Trafficking in persons in Canada, 2020
From 2010 to 2020, there were nearly 3,000 incidents of human trafficking reported by Canadian police services, almost all of which involved young women and girls as victims. Where an accused person was identified, 8 in 10 were men and three-quarters of accused were previously known to police.
Trafficking in persons, better known as human trafficking, involves the recruitment, transportation, holding, concealing and exercising control over a person for the purposes of exploitation. Human trafficking differs from human smuggling in two ways. First, human trafficking can occur both within and outside a country's borders, whereas human smuggling requires an international border crossing. Second, those who are smuggled are free once they arrive at their destinations, whereas those who are trafficked are subjected to coercive practices and exploited for sex or labour, or both.
The Juristat article, "Trafficking in persons in Canada, 2020," released today, uses police-reported and court data to provide an overview of trends in human trafficking incidents, prior police contact among accused persons and the outcomes of cases that go through the court system. In addition, the infographic "Police-reported human trafficking in Canada, 2010-2020" presents some recent trends in police-reported data on human trafficking.
Official statistics, while important, provide only a partial picture of human trafficking in Canada due to its underground and underreported nature. Identifying incidents of human trafficking depends in part on police resources and expertise, as well as victims' ability to recognize and to report their victimization.
Police-reported human trafficking declines slightly in 2020
Following a notable jump in police-reported human trafficking incidents in 2019, the number was slightly lower in 2020, decreasing from 546 to 515 incidents. The number of human trafficking incidents in 2020, however, exceeded annual counts documented from 2010 to 2018, a period when the number of incidents generally rose. The decline in 2020 may be the result of the unique and challenging circumstances brought about by the restrictions associated with the COVID-19 pandemic, which could have decreased the opportunities for this type of crime to occur while increasing the likelihood for it to go undetected. Despite the tightening of border crossings due to the COVID-19 pandemic, there was a slight increase in the number of human trafficking incidents related to the Immigration and Refugee Protection Act, with 173 incidents reported by police in 2020 compared with 159 in 2019.

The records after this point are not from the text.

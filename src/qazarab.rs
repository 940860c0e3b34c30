use thiserror::Error;

use crate::{
    context::Context,
    pipeline::Pipeline,
    stage::{Stage, StageError, convert_words::ConvertWords, map_punctuation::MapPunctuation,
        utf8_validate::Utf8Validate},
};
use smallvec::SmallVec;
use std::{borrow::Cow, sync::Arc};

#[derive(Debug, Error)]
pub enum QazarabError {
    #[error("stage error: {0}")]
    Stage(#[from] StageError),
}

/// The direction-agnostic converter contract.
///
/// The Arabic→Cyrillic mirror lives behind the same trait, so application
/// code can hold either direction (or both) without knowing which rule set
/// is inside.
pub trait Convert: Send + Sync {
    fn convert<'a>(&self, text: &'a str) -> Result<Cow<'a, str>, QazarabError>;
}

/// Cyrillic → Arabic-script (Töte) converter.
///
/// A frozen stage pipeline over frozen tables: build once, then call
/// [`convert`](Qazarab::convert) from as many threads as you like.
pub struct Qazarab {
    ctx: Context,
    pipeline: Pipeline,
}

impl Qazarab {
    /// The standard pipeline: punctuation mapping, then word conversion.
    pub fn new() -> Self {
        Self::builder()
            .add_stage(MapPunctuation)
            .add_stage(ConvertWords)
            .build()
    }

    pub fn builder() -> QazarabBuilder {
        QazarabBuilder::default()
    }

    /// Convert a text. Total over its input: every string maps to a defined
    /// output, and unmapped characters pass through identically. Returns
    /// `Cow::Borrowed` when no stage had anything to do.
    pub fn convert<'a>(
        &self,
        text: impl Into<Cow<'a, str>>,
    ) -> Result<Cow<'a, str>, QazarabError> {
        Ok(self.pipeline.process(text.into(), &self.ctx)?)
    }
}

impl Default for Qazarab {
    fn default() -> Self {
        Self::new()
    }
}

impl Convert for Qazarab {
    fn convert<'a>(&self, text: &'a str) -> Result<Cow<'a, str>, QazarabError> {
        Qazarab::convert(self, text)
    }
}

pub struct QazarabBuilder {
    ctx: Context,
    stages: SmallVec<[Arc<dyn Stage>; 4]>,
    validate: bool,
}

impl Default for QazarabBuilder {
    fn default() -> Self {
        Self {
            ctx: Context::default(),
            stages: SmallVec::new(),
            validate: false,
        }
    }
}

impl QazarabBuilder {
    /// Override the rule tables (mirror-direction entries plug in here).
    pub fn context(mut self, ctx: Context) -> Self {
        self.ctx = ctx;
        self
    }

    /// Prepend the UTF-8 precondition stage.
    pub fn with_validation(mut self) -> Self {
        self.validate = true;
        self
    }

    pub fn add_stage<T: Stage + 'static>(mut self, stage: T) -> Self {
        self.stages.push(Arc::new(stage));
        self
    }

    pub fn build(self) -> Qazarab {
        let mut stages = self.stages;
        if self.validate {
            stages.insert(0, Arc::new(Utf8Validate));
        }
        Qazarab {
            ctx: self.ctx,
            pipeline: Pipeline::new(stages),
        }
    }
}
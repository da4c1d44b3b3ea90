//! Test helpers for common grid and world setup.
//!
//! Shared by unit tests, integration tests and benches.

use std::sync::Arc;

use crate::environment::PassengerState;
use crate::grid::{Coord, GridGraph};
use crate::scenario::DEFAULT_TAXI_MAP;
use crate::world::GridWorld;

/// Description of a `rows` x `cols` grid with every passage open.
pub fn open_grid_description(rows: usize, cols: usize) -> Vec<String> {
    let border = format!("+{}+", "-".repeat(cols * 2 - 1));
    let cells = format!("|{}|", vec![" "; cols].join(":"));
    let mut desc = Vec::with_capacity(rows + 2);
    desc.push(border.clone());
    desc.extend(std::iter::repeat(cells).take(rows));
    desc.push(border);
    desc
}

/// # Panics
///
/// Panics if `rows` or `cols` is zero.
pub fn open_grid(rows: usize, cols: usize) -> GridGraph {
    GridGraph::build(&open_grid_description(rows, cols)).expect("open grid should parse")
}

pub fn taxi_map() -> GridGraph {
    GridGraph::build(&DEFAULT_TAXI_MAP).expect("default taxi map should parse")
}

/// World on `graph` with waiting passengers given as `(pickup, destination)`.
///
/// # Panics
///
/// Panics if any placement lies outside the grid.
pub fn world_with(
    graph: &Arc<GridGraph>,
    taxis: &[Coord],
    passengers: &[(Coord, Coord)],
) -> GridWorld {
    let passengers = passengers
        .iter()
        .map(|&(pickup, destination)| PassengerState::waiting(pickup, destination))
        .collect();
    GridWorld::new(Arc::clone(graph), taxis.to_vec(), passengers)
        .expect("test placements should lie on the grid")
}
//! Exhaustive optimal assignment.
//!
//! Enumerates every permutation of passenger indices in lexicographic order
//! and pairs permutation slot `t` with taxi `t`. The first permutation that
//! reaches the minimum total wins, which makes the tie-break explicit:
//! the lexicographically smallest optimal passenger ordering.
//!
//! O(n!) in the fleet size; intended for small fleets. [`HungarianAssignment`]
//! gives the same optimum in polynomial time.
//!
//! [`HungarianAssignment`]: super::HungarianAssignment

use crate::error::{PlanningError, PlanningResult};

use super::algorithm::AssignmentAlgorithm;
use super::types::{Assignment, CostMatrix};

#[derive(Debug, Default, Clone, Copy)]
pub struct ExhaustiveAssignment;

impl AssignmentAlgorithm for ExhaustiveAssignment {
    fn name(&self) -> &'static str {
        "exhaustive"
    }

    fn assign(&self, costs: &CostMatrix) -> PlanningResult<Assignment> {
        optimal_assignment(costs)
    }
}

/// Minimum-total-cost bijection found by exhaustive search.
pub fn optimal_assignment(costs: &CostMatrix) -> PlanningResult<Assignment> {
    if !costs.is_square() {
        return Err(PlanningError::allocation(format!(
            "exhaustive assignment needs equal counts, got {} taxis and {} passengers",
            costs.num_taxis(),
            costs.num_passengers()
        )));
    }

    let n = costs.num_taxis();
    let mut permutation: Vec<usize> = (0..n).collect();
    let mut best = permutation.clone();
    let mut best_total = permutation_total(costs, &permutation);

    while next_permutation(&mut permutation) {
        let total = permutation_total(costs, &permutation);
        if total < best_total {
            best_total = total;
            best.copy_from_slice(&permutation);
        }
    }

    Ok(Assignment::from_permutation(&best))
}

fn permutation_total(costs: &CostMatrix, permutation: &[usize]) -> u64 {
    permutation
        .iter()
        .enumerate()
        .map(|(taxi, &passenger)| costs.get(taxi, passenger))
        .sum()
}

/// Advance to the next lexicographic permutation in place.
/// Returns false once the last permutation has been produced.
fn next_permutation(items: &mut [usize]) -> bool {
    if items.len() < 2 {
        return false;
    }
    let mut pivot = items.len() - 1;
    while pivot > 0 && items[pivot - 1] >= items[pivot] {
        pivot -= 1;
    }
    if pivot == 0 {
        return false;
    }
    let mut successor = items.len() - 1;
    while items[successor] <= items[pivot - 1] {
        successor -= 1;
    }
    items.swap(pivot - 1, successor);
    items[pivot..].reverse();
    true
}

#[cfg(test)]
mod tests {
    use super::*;

    #[test]
    fn permutations_are_lexicographic() {
        let mut items = vec![0, 1, 2];
        let mut seen = vec![items.clone()];
        while next_permutation(&mut items) {
            seen.push(items.clone());
        }
        assert_eq!(
            seen,
            vec![
                vec![0, 1, 2],
                vec![0, 2, 1],
                vec![1, 0, 2],
                vec![1, 2, 0],
                vec![2, 0, 1],
                vec![2, 1, 0],
            ]
        );
    }

    #[test]
    fn ties_keep_first_permutation() {
        let costs = CostMatrix::from_rows(vec![vec![1, 1], vec![1, 1]]).unwrap();
        let assignment = optimal_assignment(&costs).unwrap();
        assert_eq!(assignment, Assignment::from_permutation(&[0, 1]));
    }

    #[test]
    fn rejects_rectangular_matrices() {
        let costs = CostMatrix::from_rows(vec![vec![1, 2, 3], vec![4, 5, 6]]).unwrap();
        assert!(matches!(
            optimal_assignment(&costs),
            Err(PlanningError::Allocation { .. })
        ));
    }

    #[test]
    fn single_taxi_gets_single_passenger() {
        let costs = CostMatrix::from_rows(vec![vec![7]]).unwrap();
        let assignment = optimal_assignment(&costs).unwrap();
        assert_eq!(assignment.passenger_for(0), Some(0));
    }
}
use std::path::Path;
use std::process::{exit, Command, ExitStatus};

use clap::{Parser, Subcommand, ValueEnum};

// ── CLI definition ─────────────────────────────────────────────────

#[derive(Parser)]
#[command(
    name = "xtask",
    about = "Task runner for the social taxi workspace",
    long_about = "A unified CLI for running scenarios, budget sweeps, benchmarks,\n\
                  and CI checks in the social taxi workspace."
)]
struct Cli {
    #[command(subcommand)]
    command: Commands,
}

#[derive(Subcommand)]
enum Commands {
    /// Run the default taxi-map scenario with and without detours
    Run,
    /// Compare social and direct routing through the CLI
    Compare {
        /// Deviation budget for the social run
        #[arg(long, default_value_t = 3)]
        budget: usize,
        #[arg(long, default_value_t = 42)]
        seed: u64,
        /// Optional JSON output path for the full comparison
        #[arg(long)]
        output: Option<String>,
    },
    /// Run the deviation budget sweep example
    Sweep,
    /// Run Criterion benchmarks
    Bench,
    /// Compare benchmarks: stash changes, create baseline, restore, compare
    BenchCompare,
    /// Run CI checks (fmt, clippy, tests, examples, benchmarks)
    Ci {
        /// Job to run
        #[arg(value_enum, default_value_t = CiJob::Check)]
        job: CiJob,
    },
}

#[derive(Clone, ValueEnum)]
enum CiJob {
    /// Formatting, clippy, and tests
    Check,
    /// Build and run the examples
    Examples,
    /// Run benchmarks
    Bench,
    /// Run check + examples + bench
    All,
}

// ── helpers ────────────────────────────────────────────────────────

fn step(label: &str) {
    eprintln!("\n=== {label} ===");
}

fn spawn(program: &str, args: &[&str]) -> ExitStatus {
    eprintln!("+ {program} {}", args.join(" "));
    Command::new(program)
        .args(args)
        .status()
        .unwrap_or_else(|error| {
            eprintln!("failed to execute {program}: {error}");
            exit(1);
        })
}

fn run(program: &str, args: &[&str]) {
    let status = spawn(program, args);
    if !status.success() {
        exit(status.code().unwrap_or(1));
    }
}

fn run_cargo(args: &[&str]) {
    run("cargo", args);
}

fn run_git(args: &[&str]) {
    run("git", args);
}

fn bench_args<'a>(extra: &[&'a str]) -> Vec<&'a str> {
    let mut args = vec!["bench", "--package", "taxi_core", "--bench", "performance"];
    if !extra.is_empty() {
        args.push("--");
        args.extend_from_slice(extra);
    }
    args
}

// ── CI jobs ────────────────────────────────────────────────────────

fn ci_check() {
    step("Check formatting");
    run_cargo(&["fmt", "--all", "--", "--check"]);

    step("Clippy");
    run_cargo(&[
        "clippy",
        "--all-targets",
        "--all-features",
        "--",
        "-D",
        "warnings",
    ]);

    step("Test taxi_core");
    run_cargo(&["test", "-p", "taxi_core"]);

    step("Test taxi_experiments");
    run_cargo(&["test", "-p", "taxi_experiments"]);
}

fn ci_examples() {
    step("Run scenario_run");
    run_cargo(&["run", "-p", "taxi_core", "--example", "scenario_run", "--release"]);

    step("Run budget_sweep");
    run_cargo(&[
        "run",
        "-p",
        "taxi_experiments",
        "--example",
        "budget_sweep",
        "--release",
    ]);
}

fn ci_bench() {
    step("Run benchmarks");
    run_cargo(&bench_args(&[]));
}

// ── main ───────────────────────────────────────────────────────────

fn main() {
    let cli = Cli::parse();

    match cli.command {
        Commands::Run => {
            run_cargo(&["run", "-p", "taxi_core", "--example", "scenario_run", "--release"]);
        }
        Commands::Compare {
            budget,
            seed,
            output,
        } => {
            let budget = budget.to_string();
            let seed = seed.to_string();
            let mut args = vec![
                "run",
                "-p",
                "taxi_experiments",
                "--bin",
                "social_taxi",
                "--",
                "compare",
                "--budget",
                &budget,
                "--seed",
                &seed,
            ];
            if let Some(path) = output.as_deref() {
                args.extend_from_slice(&["--output", path]);
            }
            run_cargo(&args);
        }
        Commands::Sweep => {
            run_cargo(&[
                "run",
                "-p",
                "taxi_experiments",
                "--example",
                "budget_sweep",
                "--release",
            ]);
        }
        Commands::Bench => {
            run_cargo(&bench_args(&[]));
        }
        Commands::BenchCompare => {
            let baseline_dir = Path::new("target/criterion");
            if baseline_dir.exists() {
                step("Removing existing benchmark data");
                if let Err(error) = std::fs::remove_dir_all(baseline_dir) {
                    eprintln!("failed to remove target/criterion: {error}");
                    exit(1);
                }
            }

            step("Stashing current changes");
            run_git(&[
                "stash",
                "push",
                "-m",
                "Temporary stash for benchmark comparison",
            ]);

            step("Running benchmark to create baseline");
            run_cargo(&bench_args(&["--save-baseline", "main"]));

            step("Reapplying changes");
            run_git(&["stash", "pop"]);

            step("Running benchmark comparing against baseline");
            run_cargo(&bench_args(&["--baseline", "main"]));

            eprintln!("\nDone! Check the output above to see performance comparison.");
        }
        Commands::Ci { job } => {
            match job {
                CiJob::Check => ci_check(),
                CiJob::Examples => ci_examples(),
                CiJob::Bench => ci_bench(),
                CiJob::All => {
                    ci_check();
                    ci_examples();
                    ci_bench();
                }
            }
            eprintln!("\nCI job passed.");
        }
    }
}
//! Scenario setup: map, fleet, passengers and planner settings.

mod build;
mod params;

pub use build::{
    build_graph, build_world, default_taxi_map, random_destination, random_passengers,
    random_taxi_locations, DEFAULT_TAXI_MAP,
};
pub use params::{PassengerPlacement, ScenarioParams, DEFAULT_DEVIATION_BUDGET, DEFAULT_SEED};
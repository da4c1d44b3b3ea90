use crate::metrics::ExperimentResult;

pub(crate) fn export_to_csv_impl(
    results: &[ExperimentResult],
    file: std::fs::File,
) -> Result<(), Box<dyn std::error::Error>> {
    let mut wtr = csv::Writer::from_writer(file);

    wtr.write_record([
        "experiment_id",
        "run_id",
        "seed",
        "num_taxis",
        "num_passengers",
        "deviation_budget",
        "strategy",
        "assignment_cost",
        "social_actions",
        "direct_actions",
        "actions_saved",
        "detours",
        "social_delivered",
        "direct_delivered",
        "pending_actions",
        "error",
    ])?;

    for result in results {
        wtr.write_record([
            result.experiment_id.as_str(),
            &result.run_id.to_string(),
            &result.seed.to_string(),
            &result.num_taxis.to_string(),
            &result.num_passengers.to_string(),
            &result.deviation_budget.to_string(),
            &result.strategy,
            &result.assignment_cost.to_string(),
            &result.social_actions.to_string(),
            &result.direct_actions.to_string(),
            &result.actions_saved.to_string(),
            &result.detours.to_string(),
            &result.social_delivered.to_string(),
            &result.direct_delivered.to_string(),
            &result.pending_actions.to_string(),
            result.error.as_deref().unwrap_or(""),
        ])?;
    }

    wtr.flush()?;
    Ok(())
}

Since 2010, the highest average annual rates of human trafficking in the provinces were generally documented in Nova Scotia and Ontario, findings that remained true in 2020. Specifically, Nova Scotia reported 6.2 incidents and Ontario 2.3 incidents per 100,000 population in 2020, both well above the national average (1.4 incidents). While the figures documented in Ontario may be expected considering it is Canada's most populous province and home to the busiest international border crossings, the rate of human trafficking in Nova Scotia is better explained by geographic location. Nova Scotia in general, and Halifax in particular, has been identified as a trafficking hub frequently used to move victims from Atlantic Canada to the rest of Canada.
Similarly, since 2010, the large majority (86%) of human trafficking incidents have been reported by police services in census metropolitan areas, and this continued to be the case in 2020 (82%). Police-reported data, however, do not capture victim mobility: that is, victims may have lived in another part of the country and were trafficked to large urban cities.
Most detected victims of human trafficking are young women and girls
From 2010 to 2020, women and girls represented the vast majority (96%) of detected victims of human trafficking, and 25% of all victims were under the age of 18. Conversely, the large majority (79%) of persons accused of human trafficking were men.
Just over 9 in 10 (91%) victims knew those accused of trafficking them. Most commonly, victims were trafficked by an intimate partner (31%) or a casual acquaintance or friend (31%). A tactic employed by some traffickers involves drawing a potential victim into a romantic relationship with promises of love and affection, with the end goal of exploitation.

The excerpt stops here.